Tim Cook, Apple CEO, echoed a positive outlook on China this week despite a year-over-year revenue dip during Q2 2016, saying the region is a lot more stable than some people think.
Apple’s revenue from Greater China, which includes Taiwan, Hong Kong and the mainland, fell to $12.5 billion in the quarter to March, down 26 percent year-over-year. Apple’s full quarterly revenue for the second quarter of 2016 fell 14 percent to $50.6 billion.
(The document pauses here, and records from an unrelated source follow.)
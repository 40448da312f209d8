pub mod common;
pub mod protocol;
pub mod session;
pub mod signal;
pub mod transport;
pub mod utils;

pub use common::messages::Message;
pub use protocol::MatchCoordinator;
pub use session::{Role, Session, SessionError};
pub use transport::Transport;
//! Short rolling log of connection events, meant for on-screen display
//! while a player waits for an opponent.

use log::info;
use std::collections::VecDeque;

/// Lines kept for display.
pub const LOG_CAPACITY: usize = 10;

#[derive(Debug, Default, Clone)]
pub struct SessionLog {
    lines: VecDeque<String>,
}

impl SessionLog {
    /// Record a line, also forwarding it to the `log` facade.
    pub fn push(&mut self, line: impl Into<String>) {
        let line = line.into();
        info!("{}", line);
        self.lines.push_back(line);
        while self.lines.len() > LOG_CAPACITY {
            self.lines.pop_front();
        }
    }

    pub fn lines(&self) -> impl Iterator<Item = &str> {
        self.lines.iter().map(String::as_str)
    }

    /// All kept lines joined with newlines.
    pub fn render(&self) -> String {
        self.lines().collect::<Vec<_>>().join("\n")
    }
}
//! The message channel: one link to the opponent, the same for both roles.

use log::{debug, warn};

use super::{DataHandler, Role, Session};
use crate::common::address::PeerAddress;
use crate::common::messages::{envelope_version, Message, PROTOCOL_VERSION};
use crate::transport::{LinkId, Transport};

/// The link currently bound to the session.
#[derive(Debug, Clone)]
pub(super) struct Channel {
    pub(super) link: LinkId,
    pub(super) open: bool,
    pub(super) remote: Option<PeerAddress>,
}

impl Channel {
    pub(super) fn pending(link: LinkId, remote: Option<PeerAddress>) -> Self {
        Self {
            link,
            open: false,
            remote,
        }
    }
}

impl<T: Transport> Session<T> {
    /// Send a message to the opponent.
    ///
    /// Dropped without error when the channel is not open; a dropped message
    /// is gone for good and will not be sent once the channel opens.
    pub fn send(&mut self, message: &Message) {
        let link = match &self.channel {
            Some(channel) if channel.open && self.transport.is_open(channel.link) => channel.link,
            _ => {
                debug!("Channel not open, dropping {}", message.kind());
                return;
            }
        };

        let payload = match message.to_bytes() {
            Ok(payload) => payload,
            Err(e) => {
                warn!("⚠️  Failed to encode {}: {}", message.kind(), e);
                return;
            }
        };

        if let Err(e) = self.transport.send(link, payload) {
            debug!("Send of {} on {} failed: {}", message.kind(), link, e);
        }
    }

    /// Install the receive handler, replacing any previous one.
    ///
    /// `None` detaches the current handler so nothing left over from a
    /// previous match reacts to late messages.
    pub fn on_data(&mut self, handler: Option<DataHandler>) {
        self.on_data = handler;
    }

    // ========================================================================
    // TRANSPORT NOTIFICATIONS
    // ========================================================================

    pub(super) fn on_incoming(&mut self, link: LinkId) {
        if self.role != Some(Role::Host) {
            self.log.push("Refused conn: not hosting");
            self.transport.close(link);
            return;
        }
        if self.is_connected() {
            self.log.push("Refused conn: already matched");
            self.transport.close(link);
            return;
        }

        // The previous opponent left; the new one takes its place.
        if let Some(stale) = self.channel.take() {
            self.transport.close(stale.link);
        }
        self.log.push("Incoming conn...");
        self.channel = Some(Channel::pending(link, None));
    }

    pub(super) fn on_open(&mut self, link: LinkId) {
        match self.channel.as_mut() {
            Some(channel) if channel.link == link => channel.open = true,
            _ => {
                debug!("Closing stray {}", link);
                self.transport.close(link);
                return;
            }
        }

        // Connected in time: the join timer is disarmed with the join.
        self.join = None;
        self.log.push("Connected!");
        if let Some(mut on_connected) = self.on_connected.take() {
            on_connected();
        }
    }

    pub(super) fn on_payload(&mut self, link: LinkId, payload: &[u8]) {
        if !self.channel.as_ref().is_some_and(|ch| ch.link == link) {
            return;
        }

        match Message::from_bytes(payload) {
            Ok(Some(message)) => {
                if let Some(handler) = self.on_data.as_mut() {
                    handler(message);
                }
            }
            Ok(None) => {
                if let Some(version) = envelope_version(payload).filter(|v| *v > PROTOCOL_VERSION) {
                    debug!("Ignoring message from protocol v{}", version);
                } else {
                    debug!("Ignoring unrecognised message kind");
                }
            }
            Err(e) => warn!("⚠️  Dropping malformed message: {}", e),
        }
    }

    pub(super) fn on_closed(&mut self, link: LinkId) {
        let Some(channel) = self.channel.as_mut() else {
            return;
        };
        if channel.link != link {
            return;
        }

        let was_open = channel.open;
        channel.open = false;
        self.log.push("Conn closed");

        if was_open {
            return;
        }

        // Closed before it ever opened: the host turned us away.
        let code = self
            .join
            .as_ref()
            .filter(|join| join.link == Some(link))
            .map(|join| join.target.code().to_string());
        if let Some(code) = code {
            self.channel = None;
            self.report(super::SessionError::HostNotFound { code });
        }
    }
}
China is largely believed to be the most important growth market for the Cupertino-based iPhone maker, and until just recently has not disappointed as a revenue generator. Over the previous months, Greater China experienced double digit gains while mature markets like the US and Europe had only moderate growth. The region grew 14 percent to $18.4 billion in the December quarter, giving a sequential drop this time around of 32 percent.
Even though some believe it’s a weakening market, Tim Cook says he is optimistic on mainland China. In this week’s earnings call, Cook said revenue fell 11 percent in the region year-over-year, which is around 7 percent in “constant currency” terms. In contrast with last year when China’s revenue grew 81 percent, the most recent figures are only down 5 percent.
Apple is still pushing ahead with a huge push in China and announced plans to build more Apple Stores in the region by the end of Q3 this year. The firm is set to meet its goal of 25 new stores in China by the end of this year.
For the just-ended quarter, Apple experienced its first quarterly revenue fall in 13 years, mostly due to a slowdown in iPhone sales.